Everyone wants a fast Windows 7 computer. This is especially true of people who play games. So the question is what makes a Windows 7 computer fast? How can you speed up your Windows 7 computer without paying an arm and a leg to increase the speed.
Several things make a computer fast. The most important is keeping it clean. A new Windows 7 computer is like my 2 car garage in 1985. At that time it help 2 cars no problem. Today is holds no cars. There is no room because other stuff has been stored there.
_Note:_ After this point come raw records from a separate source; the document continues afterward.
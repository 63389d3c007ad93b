use serde::{Deserialize, Serialize};
use uuid::Uuid;

use super::enums::{Frequency, MedicationStatus};
use super::time_of_day::TimeOfDay;

/// One medication entry with its daily scheduled time and today's status.
#[derive(Debug, Clone, PartialEq, Eq, Serialize, Deserialize)]
pub struct MedicationRecord {
    pub id: Uuid,
    pub name: String,
    pub dosage: String,
    pub time: TimeOfDay,
    pub frequency: Frequency,
    pub instructions: Option<String>,
    pub status: MedicationStatus,
}

/// Fields accepted when creating a record. Status and id are assigned.
#[derive(Debug, Clone, Deserialize)]
pub struct NewMedication {
    pub name: String,
    pub dosage: String,
    pub time: TimeOfDay,
    #[serde(default)]
    pub frequency: Frequency,
    #[serde(default)]
    pub instructions: Option<String>,
}

/// Partial edit. `None` leaves the field untouched; an empty
/// `instructions` string clears it.
#[derive(Debug, Clone, Default, Deserialize)]
pub struct MedicationUpdate {
    pub name: Option<String>,
    pub dosage: Option<String>,
    pub time: Option<TimeOfDay>,
    pub frequency: Option<Frequency>,
    pub instructions: Option<String>,
}

impl MedicationUpdate {
    pub fn is_empty(&self) -> bool {
        self.name.is_none()
            && self.dosage.is_none()
            && self.time.is_none()
            && self.frequency.is_none()
            && self.instructions.is_none()
    }
}
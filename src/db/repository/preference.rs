use rusqlite::{params, Connection};

use crate::db::DatabaseError;
use crate::models::NotificationSettings;

/// Get the notification settings (singleton row, id=1).
pub fn get_notification_settings(conn: &Connection) -> Result<NotificationSettings, DatabaseError> {
    conn.query_row(
        "SELECT push, email, sms, advance_reminders, repeat_reminders
         FROM notification_settings WHERE id = 1",
        [],
        |row| {
            Ok(NotificationSettings {
                push: row.get::<_, i32>(0)? != 0,
                email: row.get::<_, i32>(1)? != 0,
                sms: row.get::<_, i32>(2)? != 0,
                advance_reminders: row.get::<_, i32>(3)? != 0,
                repeat_reminders: row.get::<_, i32>(4)? != 0,
            })
        },
    )
    .map_err(DatabaseError::from)
}

pub fn set_notification_settings(
    conn: &Connection,
    settings: &NotificationSettings,
) -> Result<(), DatabaseError> {
    conn.execute(
        "UPDATE notification_settings SET
         push = ?1,
         email = ?2,
         sms = ?3,
         advance_reminders = ?4,
         repeat_reminders = ?5
         WHERE id = 1",
        params![
            settings.push as i32,
            settings.email as i32,
            settings.sms as i32,
            settings.advance_reminders as i32,
            settings.repeat_reminders as i32,
        ],
    )?;
    Ok(())
}
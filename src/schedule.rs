//! Today's schedule: split medications into upcoming and past doses.
//!
//! Pure function of the record list and a clock reading. Only hour and
//! minute of `now` matter; records carry no date, so everything is
//! relative to the current day.

use std::collections::BTreeSet;

use chrono::Timelike;
use serde::{Deserialize, Serialize};
use uuid::Uuid;

use crate::models::{MedicationRecord, MedicationStatus, TimeOfDay};

/// Result of partitioning a medication list against a clock reading.
#[derive(Debug, Clone, Default, PartialEq, Eq, Serialize, Deserialize)]
pub struct SchedulePartition {
    /// Scheduled strictly later today, earliest first.
    pub upcoming: Vec<MedicationRecord>,
    /// Scheduled at or before now, most recently due first.
    pub past: Vec<MedicationRecord>,
    /// Ids of `past` records still pending.
    pub missed: BTreeSet<Uuid>,
}

impl SchedulePartition {
    /// The earliest upcoming dose, if any.
    pub fn next_dose(&self) -> Option<&MedicationRecord> {
        self.upcoming.first()
    }

    /// Missed records in `past` order.
    pub fn missed_records(&self) -> impl Iterator<Item = &MedicationRecord> {
        self.past.iter().filter(|m| self.missed.contains(&m.id))
    }
}

/// Partition `records` into upcoming and past doses relative to `now`.
///
/// A dose due exactly at the current minute counts as past. Both sorts are
/// stable, so records sharing a time keep their input order.
pub fn partition<T: Timelike>(records: &[MedicationRecord], now: &T) -> SchedulePartition {
    let now_minutes = TimeOfDay::from_clock(now).minutes();

    let (mut upcoming, mut past): (Vec<_>, Vec<_>) = records
        .iter()
        .cloned()
        .partition(|med| med.time.minutes() > now_minutes);

    upcoming.sort_by_key(|med| med.time.minutes());
    past.sort_by(|a, b| b.time.minutes().cmp(&a.time.minutes()));

    let missed = past
        .iter()
        .filter(|med| med.status == MedicationStatus::Pending)
        .map(|med| med.id)
        .collect();

    SchedulePartition {
        upcoming,
        past,
        missed,
    }
}
pub mod api; // Local HTTP API
pub mod config;
pub mod core_state; // Shared state for API + ticker
pub mod db;
pub mod medications; // Medication store + day stats
pub mod models;
pub mod reminders; // Missed-dose alerts
pub mod schedule; // Upcoming / past partition
pub mod ticker; // Clock + scheduled tick

use std::sync::Arc;

use tracing_subscriber::EnvFilter;

#[derive(Debug, thiserror::Error)]
pub enum StartupError {
    #[error(transparent)]
    Config(#[from] config::ConfigError),
    #[error("Cannot create data directory: {0}")]
    DataDir(std::io::Error),
    #[error(transparent)]
    Core(#[from] core_state::CoreError),
    #[error("Cannot start API server: {0}")]
    Server(std::io::Error),
}

/// Start Dosewise: open the store, start the reminder ticker and serve
/// the API until Ctrl-C.
pub async fn run() -> Result<(), StartupError> {
    tracing_subscriber::fmt()
        .with_env_filter(
            EnvFilter::try_from_default_env()
                .unwrap_or_else(|_| EnvFilter::new(config::default_log_filter())),
        )
        .init();

    tracing::info!("{} starting v{}", config::APP_NAME, config::APP_VERSION);

    let app_config = config::AppConfig::from_env()?;
    std::fs::create_dir_all(&app_config.data_dir).map_err(StartupError::DataDir)?;

    let core = Arc::new(core_state::CoreState::new(app_config.database_path()));
    {
        let conn = core.open_db()?;
        if app_config.seed_demo {
            medications::MedicationStore::new(&conn)
                .seed_demo_if_empty()
                .map_err(core_state::CoreError::from)?;
        }
    }
    tracing::info!(db = %core.db_path().display(), "Medication store ready");

    let ticker = ticker::start_reminder_ticker(core.clone(), app_config.tick_interval);
    let mut server = api::server::start_api_server(core, app_config.bind)
        .await
        .map_err(StartupError::Server)?;
    tracing::info!(addr = %server.session.server_addr, "Listening");

    if let Err(e) = tokio::signal::ctrl_c().await {
        tracing::error!("Cannot listen for shutdown signal: {e}");
    }

    tracing::info!("Shutting down");
    server.shutdown();
    server.wait().await;
    ticker.stop().await;
    Ok(())
}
The same is true of most computers today. When they were purchased they were fast because they were empty of software. Over time software accumulated in the computer. The most egregious software is memory resident software. Often we use programs for a short time and then never again. However, these programs often have memory resident components that slow down the computer. A clean computer is a fast computer. How to clean is computer is the focus of another article.
In this article the focus is on what makes Windows 7 fast. So the first step is to measure Windows 7 speed. There are benchmarks and diagnostic programs that measure performance and speed. While they do a good job, they are not the measure on what a computer user considers fast. To me fast is responsive. Windows 7 has a responsive measurement tool called the Windows Experience Index. It is a measurement scale ranging from 1.0 to 7.9 currently. Newly purchased computers typically score in the range of 3.4 to 4.5.
To find the Windows Experience Index, click on START, then point to COMPUTER, click the right mouse button (the other mouse button), and use the normal mouse click to open PROPERTIES from the bottom of the menu. the overall rating is displayed smack dab in the middle of the display. A click on the Windows Experience Index to the right of the overall rating number should reveal the rating for each of the Windows Experience Index categories.
The Windows Experience Index measures Processor speed, Memory speed, Graphics card desktop performance speed, graphics card 3D gaming and business performance, and hard disk transfer rate. It rates the overall performance of the computer as the lowest score in any of these categories.
Many computers today have quad-core processors running at 2.5 to 3.2 GHz with DDR3 memory. Such systems typically score in the 6.9 to 7.2 range for CPU and memory speed. Generally, CPU and Memory are not a major consideration in making a Windows 7 computer fast. My laptop running an Inter i3 dual core 2.13 Ghz CPU and memory performs in the 5.9 to 6.1 range.
Disk drives in computers are Serial AT Attachment (SATA) drives. They rotate at 7,200 rpm. This is typically twice the 3,000 rpm at which automobile engines cruse. Laptop drives may run at 5,400 rpm. High performance drives operate at 10,000 rpm. So why the focus on rpm speed. A large part of disk performance is the time it mechanically takes to move the disks read/write mechanism. Part of that mechanical performance is the rotational speed of the drive. So 5,400 rpm drives are slower than 7,200 rpm drives. Most SATA drives have a Windows Experience Index of from 5.6 to 5.9. http://smartwebsiteideas.com/
What remains is the graphics card performance. That is the area which makes the Windows experience index run in the 3.4 to 4.5 range.
How do we make our Windows 7 computer more responsive? Changing processor and memory are costly. They are likely the fastest components already. Changes there make no sense. With Windows XP, increasing the computer’s memory size from 256 MB or 512 MB to 3 GB or 4 GB noticeably improves performance. Most Windows 7 computers today come with 3 GB to 6 GB of memory. Windows 7 64-bit Edition can use more than 6 GB. My computer has 16 GB of memory. However, application programs mostly are written to use no more than 4 GB or memory. So most of the 16 GB memory is unused. Right now my computer seems to be using 10 GB of memory. Increasing memory size in a Windows 7 computer is not likely to result in a noticeable improvement in responsiveness.